> _What is required_:
The reply should consist of the full listing, written out exactly.

> _Input_:

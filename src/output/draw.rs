// 该文件是 Beifeng （北风） 项目的一部分。
// src/output/draw.rs - 检测结果可视化
//
// 本文件根据 Apache 许可证第 2.0 版（以下简称“许可证”）授权使用；
// 除非遵守该许可证条款，否则您不得使用本文件。
// 您可通过以下网址获取许可证副本：
// http://www.apache.org/licenses/LICENSE-2.0
// 除非适用法律要求或书面同意，根据本许可协议分发的软件均按“原样”提供，
// 不附带任何形式的明示或暗示的保证或条件。
// 有关许可权限与限制的具体条款，请参阅本许可协议。
//
// Copyright (C) 2026 Johann Li <me@qinka.pro>, Wareless Group

use std::path::Path;

use ab_glyph::{FontVec, PxScale};
use image::{Rgb, RgbImage};
use imageproc::{
  drawing::{draw_hollow_rect_mut, draw_text_mut},
  rect::Rect,
};
use thiserror::Error;
use tracing::debug;

use crate::{
  detector::{DetectResult, Detection},
  geometry::BBox,
};

const BOX_COLOR: [u8; 3] = [255, 0, 0]; // 红色
const BOX_THICKNESS: i32 = 2;
const LABEL_COLOR: [u8; 3] = [0, 0, 255]; // 蓝色
const TIME_COLOR: [u8; 3] = [0, 0, 0];
const FONT_SIZE: f32 = 16.0;

#[derive(Error, Debug)]
pub enum DrawError {
  #[error("无法读取字体文件: {0}")]
  IoError(#[from] std::io::Error),
  #[error("字体文件无效")]
  InvalidFont,
}

/// 在原图副本上绘制检测框和文字
///
/// 没有配置字体时只画框。
pub struct Draw {
  font: Option<FontVec>,
  font_size: f32,
  box_color: [u8; 3],
  label_color: [u8; 3],
}

impl Default for Draw {
  fn default() -> Self {
    Self {
      font: None,
      font_size: FONT_SIZE,
      box_color: BOX_COLOR,
      label_color: LABEL_COLOR,
    }
  }
}

impl Draw {
  pub fn with_font_file(path: impl AsRef<Path>) -> Result<Self, DrawError> {
    let data = std::fs::read(path.as_ref())?;
    let font = FontVec::try_from_vec(data).map_err(|_| DrawError::InvalidFont)?;
    debug!("加载字体: {:?}", path.as_ref());
    Ok(Self::default().with_font(font))
  }

  pub fn with_font(mut self, font: FontVec) -> Self {
    self.font = Some(font);
    self
  }

  pub fn with_font_size(mut self, font_size: f32) -> Self {
    self.font_size = font_size;
    self
  }

  pub fn with_box_color(mut self, color: [u8; 3]) -> Self {
    self.box_color = color;
    self
  }

  pub fn has_font(&self) -> bool {
    self.font.is_some()
  }

  /// 返回绘制后的新图像，输入图像不变
  pub fn annotate(&self, image: &RgbImage, result: &DetectResult) -> RgbImage {
    let mut canvas = image.clone();

    for detection in result.iter() {
      self.draw_detection(&mut canvas, detection);
    }

    if let Some(font) = &self.font {
      let text = format!("Inference Time: {}ms", result.inference_time.as_millis());
      draw_text_mut(
        &mut canvas,
        Rgb(TIME_COLOR),
        5,
        20,
        PxScale::from(self.font_size),
        font,
        &text,
      );
    }

    canvas
  }

  fn draw_detection(&self, canvas: &mut RgbImage, detection: &Detection) {
    let Some(bbox) = clamp_to_image(&detection.bbox, canvas.width(), canvas.height()) else {
      return;
    };

    // 向内加粗
    for t in 0..BOX_THICKNESS {
      let width = bbox.width() - 2 * t as i64 + 1;
      let height = bbox.height() - 2 * t as i64 + 1;
      if width <= 0 || height <= 0 {
        break;
      }
      let rect = Rect::at(bbox.x1 + t, bbox.y1 + t).of_size(width as u32, height as u32);
      draw_hollow_rect_mut(canvas, rect, Rgb(self.box_color));
    }

    let Some(font) = &self.font else {
      return;
    };

    let scale = PxScale::from(self.font_size);
    let lines = [
      (format!("Class: {}", detection.label), 20),
      (format!("Confidence: {:.2}", detection.confidence), 35),
    ];
    for (text, dy) in lines {
      draw_text_mut(
        canvas,
        Rgb(self.label_color),
        bbox.x1 + 10,
        bbox.y1 + dy,
        scale,
        font,
        &text,
      );
    }
  }
}

/// 裁剪到图像范围内，完全在外或退化时返回 None
fn clamp_to_image(bbox: &BBox, width: u32, height: u32) -> Option<BBox> {
  if width == 0 || height == 0 {
    return None;
  }
  let max_x = width as i32 - 1;
  let max_y = height as i32 - 1;
  let clamped = BBox::new(
    bbox.x1.clamp(0, max_x),
    bbox.y1.clamp(0, max_y),
    bbox.x2.clamp(0, max_x),
    bbox.y2.clamp(0, max_y),
  );
  (!clamped.is_degenerate()).then_some(clamped)
}

#[cfg(test)]
mod tests {
  use super::*;
  use crate::{geometry::InputShape, letterbox::Letterbox};
  use std::time::Duration;

  fn result_with(bbox: BBox) -> DetectResult {
    let target = InputShape::new(64, 64).unwrap();
    DetectResult {
      items: vec![Detection {
        bbox,
        confidence: 0.9,
        class_id: 0,
        label: "person".to_string(),
      }]
      .into_boxed_slice(),
      letterbox: Letterbox::compute(40, 40, target, true).unwrap(),
      inference_time: Duration::from_millis(12),
    }
  }

  #[test]
  fn draws_two_pixel_red_border_on_a_copy() {
    let image = RgbImage::from_pixel(40, 40, Rgb([255, 255, 255]));
    let annotated = Draw::default().annotate(&image, &result_with(BBox::new(10, 10, 30, 30)));

    assert_eq!(*image.get_pixel(10, 10), Rgb([255, 255, 255]));
    assert_eq!(*annotated.get_pixel(10, 10), Rgb(BOX_COLOR));
    assert_eq!(*annotated.get_pixel(11, 20), Rgb(BOX_COLOR));
    assert_eq!(*annotated.get_pixel(30, 30), Rgb(BOX_COLOR));
    assert_eq!(*annotated.get_pixel(12, 20), Rgb([255, 255, 255]));
    assert_eq!(*annotated.get_pixel(20, 20), Rgb([255, 255, 255]));
  }

  #[test]
  fn boxes_outside_the_image_are_clamped_or_skipped() {
    let image = RgbImage::new(40, 40);
    let annotated = Draw::default().annotate(&image, &result_with(BBox::new(-10, -10, 100, 100)));
    assert_eq!(*annotated.get_pixel(0, 0), Rgb(BOX_COLOR));
    assert_eq!(*annotated.get_pixel(39, 39), Rgb(BOX_COLOR));

    let annotated = Draw::default().annotate(&image, &result_with(BBox::new(50, 50, 80, 80)));
    assert_eq!(annotated, image);
  }

  #[test]
  fn invalid_font_file_is_reported() {
    let path = std::env::temp_dir().join("beifeng-not-a-font.ttf");
    std::fs::write(&path, b"definitely not a font").unwrap();
    assert!(matches!(
      Draw::with_font_file(&path),
      Err(DrawError::InvalidFont)
    ));
    let _ = std::fs::remove_file(path);
  }
}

> _Your response_:
filename src/output/draw.rs
// 该文件是 Beifeng （北风） 项目的一部分。
// src/output/draw.rs - 检测结果可视化
//
// 本文件根据 Apache 许可证第 2.0 版（以下简称“许可证”）授权使用；
// 除非遵守该许可证条款，否则您不得使用本文件。
// 您可通过以下网址获取许可证副本：
// http://www.apache.org/licenses/LICENSE-2.0
// 除非适用法律要求或书面同意，根据本许可协议分发的软件均按“原样”提供，
// 不附带任何形式的明示或暗示的保证或条件。
// 有关许可权限与限制的具体条款，请参阅本许可协议。
//
// Copyright (C) 2026 Johann Li <me@qinka.pro>, Wareless Group

use std::path::Path;

use ab_glyph::{FontVec, PxScale};
use image::{Rgb, RgbImage};
use imageproc::{
  drawing::{draw_hollow_rect_mut, draw_text_mut},
  rect::Rect,
};
use thiserror::Error;
use tracing::debug;

use crate::{
  detector::{DetectResult, Detection},
  geometry::BBox,
};

const BOX_COLOR: [u8; 3] = [255, 0, 0]; // 红色
const BOX_THICKNESS: i32 = 2;
const LABEL_COLOR: [u8; 3] = [0, 0, 255]; // 蓝色
const TIME_COLOR: [u8; 3] = [0, 0, 0];
const FONT_SIZE: f32 = 16.0;

#[derive(Error, Debug)]
pub enum DrawError {
  #[error("无法读取字体文件: {0}")]
  IoError(#[from] std::io::Error),
  #[error("字体文件无效")]
  InvalidFont,
}

/// 在原图副本上绘制检测框和文字
///
/// 没有配置字体时只画框。
pub struct Draw {
  font: Option<FontVec>,
  font_size: f32,
  box_color: [u8; 3],
  label_color: [u8; 3],
}

impl Default for Draw {
  fn default() -> Self {
    Self {
      font: None,
      font_size: FONT_SIZE,
      box_color: BOX_COLOR,
      label_color: LABEL_COLOR,
    }
  }
}

impl Draw {
  pub fn with_font_file(path: impl AsRef<Path>) -> Result<Self, DrawError> {
    let data = std::fs::read(path.as_ref())?;
    let font = FontVec::try_from_vec(data).map_err(|_| DrawError::InvalidFont)?;
    debug!("加载字体: {:?}", path.as_ref());
    Ok(Self::default().with_font(font))
  }

  pub fn with_font(mut self, font: FontVec) -> Self {
    self.font = Some(font);
    self
  }

  pub fn with_font_size(mut self, font_size: f32) -> Self {
    self.font_size = font_size;
    self
  }

  pub fn with_box_color(mut self, color: [u8; 3]) -> Self {
    self.box_color = color;
    self
  }

  pub fn has_font(&self) -> bool {
    self.font.is_some()
  }

  /// 返回绘制后的新图像，输入图像不变
  pub fn annotate(&self, image: &RgbImage, result: &DetectResult) -> RgbImage {
    let mut canvas = image.clone();

    for detection in result.iter() {
      self.draw_detection(&mut canvas, detection);
    }

    if let Some(font) = &self.font {
      let text = format!("Inference Time: {}ms", result.inference_time.as_millis());
      draw_text_mut(
        &mut canvas,
        Rgb(TIME_COLOR),
        5,
        20,
        PxScale::from(self.font_size),
        font,
        &text,
      );
    }

    canvas
  }

  fn draw_detection(&self, canvas: &mut RgbImage, detection: &Detection) {
    let Some(bbox) = clamp_to_image(&detection.bbox, canvas.width(), canvas.height()) else {
      return;
    };

    // 向内加粗
    for t in 0..BOX_THICKNESS {
      let width = bbox.width() - 2 * t as i64 + 1;
      let height = bbox.height() - 2 * t as i64 + 1;
      if width <= 0 || height <= 0 {
        break;
      }
      let rect = Rect::at(bbox.x1 + t, bbox.y1 + t).of_size(width as u32, height as u32);
      draw_hollow_rect_mut(canvas, rect, Rgb(self.box_color));
    }

    let Some(font) = &self.font else {
      return;
    };

    let scale = PxScale::from(self.font_size);
    let lines = [
      (format!("Class: {}", detection.label), 20),
      (format!("Confidence: {:.2}", detection.confidence), 35),
    ];
    for (text, dy) in lines {
      draw_text_mut(
        canvas,
        Rgb(self.label_color),
        bbox.x1 + 10,
        bbox.y1 + dy,
        scale,
        font,
        &text,
      );
    }
  }
}

/// 裁剪到图像范围内，完全在外或退化时返回 None
fn clamp_to_image(bbox: &BBox, width: u32, height: u32) -> Option<BBox> {
  if width == 0 || height == 0 {
    return None;
  }
  let max_x = width as i32 - 1;
  let max_y = height as i32 - 1;
  let clamped = BBox::new(
    bbox.x1.clamp(0, max_x),
    bbox.y1.clamp(0, max_y),
    bbox.x2.clamp(0, max_x),
    bbox.y2.clamp(0, max_y),
  );
  (!clamped.is_degenerate()).then_some(clamped)
}

#[cfg(test)]
mod tests {
  use super::*;
  use crate::{geometry::InputShape, letterbox::Letterbox};
  use std::time::Duration;

  fn result_with(bbox: BBox) -> DetectResult {
    let target = InputShape::new(64, 64).unwrap();
    DetectResult {
      items: vec![Detection {
        bbox,
        confidence: 0.9,
        class_id: 0,
        label: "person".to_string(),
      }]
      .into_boxed_slice(),
      letterbox: Letterbox::compute(40, 40, target, true).unwrap(),
      inference_time: Duration::from_millis(12),
    }
  }

  #[test]
  fn draws_two_pixel_red_border_on_a_copy() {
    let image = RgbImage::from_pixel(40, 40, Rgb([255, 255, 255]));
    let annotated = Draw::default().annotate(&image, &result_with(BBox::new(10, 10, 30, 30)));

    assert_eq!(*image.get_pixel(10, 10), Rgb([255, 255, 255]));
    assert_eq!(*annotated.get_pixel(10, 10), Rgb(BOX_COLOR));
    assert_eq!(*annotated.get_pixel(11, 20), Rgb(BOX_COLOR));
    assert_eq!(*annotated.get_pixel(30, 30), Rgb(BOX_COLOR));
    assert_eq!(*annotated.get_pixel(12, 20), Rgb([255, 255, 255]));
    assert_eq!(*annotated.get_pixel(20, 20), Rgb([255, 255, 255]));
  }

  #[test]
  fn boxes_outside_the_image_are_clamped_or_skipped() {
    let image = RgbImage::new(40, 40);
    let annotated = Draw::default().annotate(&image, &result_with(BBox::new(-10, -10, 100, 100)));
    assert_eq!(*annotated.get_pixel(0, 0), Rgb(BOX_COLOR));
    assert_eq!(*annotated.get_pixel(39, 39), Rgb(BOX_COLOR));

    let annotated = Draw::default().annotate(&image, &result_with(BBox::new(50, 50, 80, 80)));
    assert_eq!(annotated, image);
  }

  #[test]
  fn invalid_font_file_is_reported() {
    let path = std::env::temp_dir().join("beifeng-not-a-font.ttf");
    std::fs::write(&path, b"definitely not a font").unwrap();
    assert!(matches!(
      Draw::with_font_file(&path),
      Err(DrawError::InvalidFont)
    ));
    let _ = std::fs::remove_file(path);
  }
}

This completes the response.